--- Excerpted records Enclosed Below ---

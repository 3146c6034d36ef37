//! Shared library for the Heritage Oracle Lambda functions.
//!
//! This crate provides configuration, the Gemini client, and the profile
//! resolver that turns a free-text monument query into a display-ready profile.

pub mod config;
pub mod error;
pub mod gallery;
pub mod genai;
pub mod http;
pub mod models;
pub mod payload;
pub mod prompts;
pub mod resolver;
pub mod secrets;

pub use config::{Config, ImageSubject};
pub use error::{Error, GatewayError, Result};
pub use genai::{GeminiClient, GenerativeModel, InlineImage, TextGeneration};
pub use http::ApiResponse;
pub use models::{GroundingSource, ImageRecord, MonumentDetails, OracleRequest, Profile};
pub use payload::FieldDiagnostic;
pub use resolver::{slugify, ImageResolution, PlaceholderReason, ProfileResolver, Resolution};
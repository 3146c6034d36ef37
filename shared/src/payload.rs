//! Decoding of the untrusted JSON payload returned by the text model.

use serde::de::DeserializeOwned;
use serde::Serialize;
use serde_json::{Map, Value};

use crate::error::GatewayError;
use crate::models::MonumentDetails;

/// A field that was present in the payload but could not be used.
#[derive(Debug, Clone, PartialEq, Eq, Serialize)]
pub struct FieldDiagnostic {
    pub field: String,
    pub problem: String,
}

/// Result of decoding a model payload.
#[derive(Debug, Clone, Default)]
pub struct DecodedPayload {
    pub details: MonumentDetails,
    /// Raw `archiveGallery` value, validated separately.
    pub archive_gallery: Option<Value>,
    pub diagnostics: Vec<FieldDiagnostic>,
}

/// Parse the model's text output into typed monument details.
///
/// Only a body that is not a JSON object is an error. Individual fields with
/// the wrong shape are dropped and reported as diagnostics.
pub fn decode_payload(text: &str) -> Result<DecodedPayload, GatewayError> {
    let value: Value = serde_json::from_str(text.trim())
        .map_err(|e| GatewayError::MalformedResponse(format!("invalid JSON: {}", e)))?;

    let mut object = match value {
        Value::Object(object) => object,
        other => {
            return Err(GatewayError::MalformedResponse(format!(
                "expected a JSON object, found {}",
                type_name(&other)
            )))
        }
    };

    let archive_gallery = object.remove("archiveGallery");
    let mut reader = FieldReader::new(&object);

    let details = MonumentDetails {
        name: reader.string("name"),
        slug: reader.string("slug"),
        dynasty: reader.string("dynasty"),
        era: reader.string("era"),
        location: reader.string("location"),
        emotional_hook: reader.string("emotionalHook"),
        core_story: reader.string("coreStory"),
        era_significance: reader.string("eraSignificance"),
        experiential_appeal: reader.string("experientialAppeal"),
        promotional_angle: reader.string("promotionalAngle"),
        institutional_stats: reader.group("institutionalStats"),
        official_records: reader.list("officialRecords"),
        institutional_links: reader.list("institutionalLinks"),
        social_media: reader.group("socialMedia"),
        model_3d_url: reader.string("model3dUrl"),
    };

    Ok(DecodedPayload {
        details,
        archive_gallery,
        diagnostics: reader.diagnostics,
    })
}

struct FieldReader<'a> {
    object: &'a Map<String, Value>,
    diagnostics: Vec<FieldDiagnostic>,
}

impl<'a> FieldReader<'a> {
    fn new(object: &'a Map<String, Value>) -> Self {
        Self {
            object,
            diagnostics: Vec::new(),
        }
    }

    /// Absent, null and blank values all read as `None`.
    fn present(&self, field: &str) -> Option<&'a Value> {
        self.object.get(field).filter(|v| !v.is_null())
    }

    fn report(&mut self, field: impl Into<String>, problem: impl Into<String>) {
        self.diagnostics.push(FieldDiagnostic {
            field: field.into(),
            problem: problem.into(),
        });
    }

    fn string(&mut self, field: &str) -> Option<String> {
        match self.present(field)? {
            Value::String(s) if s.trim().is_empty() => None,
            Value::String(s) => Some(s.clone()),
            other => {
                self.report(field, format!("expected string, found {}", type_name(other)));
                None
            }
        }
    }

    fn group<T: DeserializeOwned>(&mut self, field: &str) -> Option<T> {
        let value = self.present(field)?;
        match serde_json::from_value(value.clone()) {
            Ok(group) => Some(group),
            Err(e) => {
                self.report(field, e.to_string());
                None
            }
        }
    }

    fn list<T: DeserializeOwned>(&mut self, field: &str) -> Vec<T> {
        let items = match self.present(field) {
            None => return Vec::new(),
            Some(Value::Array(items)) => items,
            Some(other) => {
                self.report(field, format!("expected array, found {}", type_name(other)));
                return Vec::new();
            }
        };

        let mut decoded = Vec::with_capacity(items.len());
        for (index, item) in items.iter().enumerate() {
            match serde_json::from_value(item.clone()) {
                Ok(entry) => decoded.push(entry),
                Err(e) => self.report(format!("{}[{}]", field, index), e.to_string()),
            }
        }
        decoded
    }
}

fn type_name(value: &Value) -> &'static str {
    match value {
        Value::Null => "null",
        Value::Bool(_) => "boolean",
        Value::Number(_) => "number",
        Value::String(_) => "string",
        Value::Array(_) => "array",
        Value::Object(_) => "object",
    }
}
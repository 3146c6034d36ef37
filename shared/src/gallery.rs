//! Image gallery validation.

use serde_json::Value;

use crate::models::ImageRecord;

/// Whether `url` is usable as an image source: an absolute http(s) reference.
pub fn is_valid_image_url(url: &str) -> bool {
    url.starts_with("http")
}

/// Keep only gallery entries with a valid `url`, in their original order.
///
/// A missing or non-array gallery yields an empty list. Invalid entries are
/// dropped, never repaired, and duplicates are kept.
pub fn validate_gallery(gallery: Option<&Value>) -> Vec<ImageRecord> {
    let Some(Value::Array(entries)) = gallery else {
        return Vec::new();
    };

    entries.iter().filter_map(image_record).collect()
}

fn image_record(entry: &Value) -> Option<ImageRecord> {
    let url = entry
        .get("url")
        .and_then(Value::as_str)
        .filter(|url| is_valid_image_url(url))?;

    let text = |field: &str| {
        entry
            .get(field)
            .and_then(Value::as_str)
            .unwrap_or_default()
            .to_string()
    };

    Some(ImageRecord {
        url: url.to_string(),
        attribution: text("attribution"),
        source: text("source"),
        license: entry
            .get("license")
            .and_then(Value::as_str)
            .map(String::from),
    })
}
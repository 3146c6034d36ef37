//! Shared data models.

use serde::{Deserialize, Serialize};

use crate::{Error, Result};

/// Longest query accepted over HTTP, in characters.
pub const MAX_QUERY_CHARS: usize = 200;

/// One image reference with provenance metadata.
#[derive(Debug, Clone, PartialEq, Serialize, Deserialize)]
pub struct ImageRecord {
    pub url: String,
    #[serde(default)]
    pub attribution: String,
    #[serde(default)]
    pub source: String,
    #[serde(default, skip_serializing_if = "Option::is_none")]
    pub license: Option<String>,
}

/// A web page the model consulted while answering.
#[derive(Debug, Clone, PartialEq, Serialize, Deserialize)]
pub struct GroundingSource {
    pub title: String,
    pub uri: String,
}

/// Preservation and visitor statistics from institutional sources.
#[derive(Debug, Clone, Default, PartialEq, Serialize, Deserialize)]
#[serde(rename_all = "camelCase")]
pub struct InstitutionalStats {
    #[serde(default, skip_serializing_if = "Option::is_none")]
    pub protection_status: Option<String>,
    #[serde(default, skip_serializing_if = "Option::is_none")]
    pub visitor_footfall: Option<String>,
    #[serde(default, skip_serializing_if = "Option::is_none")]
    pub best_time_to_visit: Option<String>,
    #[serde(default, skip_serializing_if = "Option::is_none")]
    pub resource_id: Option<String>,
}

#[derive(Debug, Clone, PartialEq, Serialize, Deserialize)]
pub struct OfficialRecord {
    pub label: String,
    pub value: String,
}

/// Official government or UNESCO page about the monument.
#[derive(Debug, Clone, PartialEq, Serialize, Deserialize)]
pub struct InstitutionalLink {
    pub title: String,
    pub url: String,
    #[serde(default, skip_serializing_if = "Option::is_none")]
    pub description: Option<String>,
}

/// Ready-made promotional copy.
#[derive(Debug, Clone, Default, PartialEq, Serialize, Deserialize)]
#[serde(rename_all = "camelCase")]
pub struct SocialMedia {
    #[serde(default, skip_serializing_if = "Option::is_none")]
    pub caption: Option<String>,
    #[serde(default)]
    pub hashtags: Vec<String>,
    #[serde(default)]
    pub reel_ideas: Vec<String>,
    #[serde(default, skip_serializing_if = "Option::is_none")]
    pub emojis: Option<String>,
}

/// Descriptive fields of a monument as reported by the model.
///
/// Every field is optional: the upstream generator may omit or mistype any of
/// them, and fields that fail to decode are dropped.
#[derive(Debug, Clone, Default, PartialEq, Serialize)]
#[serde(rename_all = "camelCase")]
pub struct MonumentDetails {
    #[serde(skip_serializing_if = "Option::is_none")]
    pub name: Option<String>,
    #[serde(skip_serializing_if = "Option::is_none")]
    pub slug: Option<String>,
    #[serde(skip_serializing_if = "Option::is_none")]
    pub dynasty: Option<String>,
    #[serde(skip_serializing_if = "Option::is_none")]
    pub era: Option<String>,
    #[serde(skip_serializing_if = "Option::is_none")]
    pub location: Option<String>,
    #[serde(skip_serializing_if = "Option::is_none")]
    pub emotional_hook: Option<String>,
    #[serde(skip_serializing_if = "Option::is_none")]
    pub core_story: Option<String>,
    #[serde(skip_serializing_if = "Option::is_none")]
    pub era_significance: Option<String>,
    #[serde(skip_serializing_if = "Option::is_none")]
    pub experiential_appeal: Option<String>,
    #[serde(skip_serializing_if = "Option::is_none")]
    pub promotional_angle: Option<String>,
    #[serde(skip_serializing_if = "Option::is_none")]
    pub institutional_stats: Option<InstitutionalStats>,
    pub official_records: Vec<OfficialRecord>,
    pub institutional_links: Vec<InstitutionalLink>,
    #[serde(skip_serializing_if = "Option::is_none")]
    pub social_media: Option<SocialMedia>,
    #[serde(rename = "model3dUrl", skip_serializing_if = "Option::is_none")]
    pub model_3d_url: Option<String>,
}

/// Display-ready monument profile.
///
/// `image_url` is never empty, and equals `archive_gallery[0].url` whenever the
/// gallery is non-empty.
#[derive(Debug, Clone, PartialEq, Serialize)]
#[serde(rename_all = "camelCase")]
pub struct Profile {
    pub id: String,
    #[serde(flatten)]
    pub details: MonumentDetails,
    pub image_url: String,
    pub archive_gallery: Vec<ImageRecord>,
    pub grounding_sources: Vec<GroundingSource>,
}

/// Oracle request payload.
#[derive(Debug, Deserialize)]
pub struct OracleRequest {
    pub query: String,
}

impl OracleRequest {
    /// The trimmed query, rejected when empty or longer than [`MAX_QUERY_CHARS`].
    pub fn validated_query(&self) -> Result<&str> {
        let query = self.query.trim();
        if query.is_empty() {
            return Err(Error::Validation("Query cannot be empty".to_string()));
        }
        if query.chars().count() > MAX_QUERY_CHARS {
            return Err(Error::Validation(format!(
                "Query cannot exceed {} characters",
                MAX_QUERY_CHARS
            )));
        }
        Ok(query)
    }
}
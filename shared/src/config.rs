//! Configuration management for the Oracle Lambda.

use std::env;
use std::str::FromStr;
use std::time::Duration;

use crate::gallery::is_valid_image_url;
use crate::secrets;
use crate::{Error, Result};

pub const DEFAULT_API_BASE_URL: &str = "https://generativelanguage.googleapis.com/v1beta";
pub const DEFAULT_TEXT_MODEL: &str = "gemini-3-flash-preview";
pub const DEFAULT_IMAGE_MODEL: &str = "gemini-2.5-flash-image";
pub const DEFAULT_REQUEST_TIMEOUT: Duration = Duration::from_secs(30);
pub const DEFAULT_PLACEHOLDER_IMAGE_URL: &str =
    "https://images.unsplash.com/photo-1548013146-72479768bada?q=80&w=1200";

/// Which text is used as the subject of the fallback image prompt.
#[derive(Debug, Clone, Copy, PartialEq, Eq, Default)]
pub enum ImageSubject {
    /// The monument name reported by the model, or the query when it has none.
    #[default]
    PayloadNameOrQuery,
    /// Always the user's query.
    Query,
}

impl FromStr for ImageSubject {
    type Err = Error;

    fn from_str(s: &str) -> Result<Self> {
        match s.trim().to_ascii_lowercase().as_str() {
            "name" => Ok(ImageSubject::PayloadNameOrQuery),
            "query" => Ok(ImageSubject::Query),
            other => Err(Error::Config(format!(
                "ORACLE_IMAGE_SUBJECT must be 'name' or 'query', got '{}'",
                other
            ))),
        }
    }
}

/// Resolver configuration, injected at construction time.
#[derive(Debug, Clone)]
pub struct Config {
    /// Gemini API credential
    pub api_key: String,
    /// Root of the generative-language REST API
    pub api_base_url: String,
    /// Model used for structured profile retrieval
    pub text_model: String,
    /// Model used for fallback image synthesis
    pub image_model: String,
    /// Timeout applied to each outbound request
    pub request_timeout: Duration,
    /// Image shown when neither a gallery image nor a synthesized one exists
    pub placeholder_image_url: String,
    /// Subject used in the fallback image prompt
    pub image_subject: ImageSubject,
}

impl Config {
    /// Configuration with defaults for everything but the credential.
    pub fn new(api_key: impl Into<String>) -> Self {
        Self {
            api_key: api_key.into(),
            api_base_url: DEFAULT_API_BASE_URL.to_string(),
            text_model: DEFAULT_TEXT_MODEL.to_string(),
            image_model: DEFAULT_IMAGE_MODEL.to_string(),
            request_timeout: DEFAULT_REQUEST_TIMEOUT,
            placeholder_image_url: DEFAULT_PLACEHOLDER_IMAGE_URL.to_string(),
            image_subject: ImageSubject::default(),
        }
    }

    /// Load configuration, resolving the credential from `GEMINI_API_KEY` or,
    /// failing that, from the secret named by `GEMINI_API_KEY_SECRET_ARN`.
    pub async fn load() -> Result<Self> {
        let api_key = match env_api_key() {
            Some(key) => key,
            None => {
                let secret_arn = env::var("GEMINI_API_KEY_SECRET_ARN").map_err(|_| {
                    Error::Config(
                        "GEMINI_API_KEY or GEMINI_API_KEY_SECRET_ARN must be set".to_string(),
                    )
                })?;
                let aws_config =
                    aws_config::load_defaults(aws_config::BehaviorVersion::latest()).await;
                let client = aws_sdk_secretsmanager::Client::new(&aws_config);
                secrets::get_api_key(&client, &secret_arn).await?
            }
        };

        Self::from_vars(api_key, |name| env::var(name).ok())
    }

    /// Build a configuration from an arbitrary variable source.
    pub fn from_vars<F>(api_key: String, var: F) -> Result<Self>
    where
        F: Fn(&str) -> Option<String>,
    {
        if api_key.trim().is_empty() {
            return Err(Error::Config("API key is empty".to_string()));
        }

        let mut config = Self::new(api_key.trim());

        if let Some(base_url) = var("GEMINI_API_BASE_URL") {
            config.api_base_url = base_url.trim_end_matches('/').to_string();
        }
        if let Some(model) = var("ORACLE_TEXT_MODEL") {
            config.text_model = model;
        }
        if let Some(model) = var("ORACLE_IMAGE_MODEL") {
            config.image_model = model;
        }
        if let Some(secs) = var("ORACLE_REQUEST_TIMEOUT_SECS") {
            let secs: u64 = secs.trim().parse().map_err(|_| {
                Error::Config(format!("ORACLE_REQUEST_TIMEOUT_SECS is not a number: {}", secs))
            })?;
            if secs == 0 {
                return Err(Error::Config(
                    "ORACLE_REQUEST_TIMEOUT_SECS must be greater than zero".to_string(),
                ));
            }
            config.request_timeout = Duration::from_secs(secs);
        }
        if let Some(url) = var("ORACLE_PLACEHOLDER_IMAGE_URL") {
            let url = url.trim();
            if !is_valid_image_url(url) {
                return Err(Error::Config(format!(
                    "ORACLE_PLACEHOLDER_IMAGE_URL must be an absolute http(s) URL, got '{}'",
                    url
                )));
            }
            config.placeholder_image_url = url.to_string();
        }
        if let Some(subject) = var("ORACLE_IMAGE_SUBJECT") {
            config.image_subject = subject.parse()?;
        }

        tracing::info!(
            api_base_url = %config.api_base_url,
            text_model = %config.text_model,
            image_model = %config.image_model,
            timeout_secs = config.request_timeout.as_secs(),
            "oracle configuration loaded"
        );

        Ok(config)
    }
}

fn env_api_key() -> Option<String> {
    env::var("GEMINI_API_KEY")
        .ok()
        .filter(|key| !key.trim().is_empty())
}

--- End of Enclosed Excerpted records ---

Up to and including the line with "pub mod prompts;", output each line of the entries above exactly, starting from the first.

▸ Exercise response
repository 3146c6034d36ef37
//! Shared library for the Heritage Oracle Lambda functions.
//!
//! This crate provides configuration, the Gemini client, and the profile
//! resolver that turns a free-text monument query into a display-ready profile.

pub mod config;
pub mod error;
pub mod gallery;
pub mod genai;
pub mod http;
pub mod models;
pub mod payload;
pub mod prompts;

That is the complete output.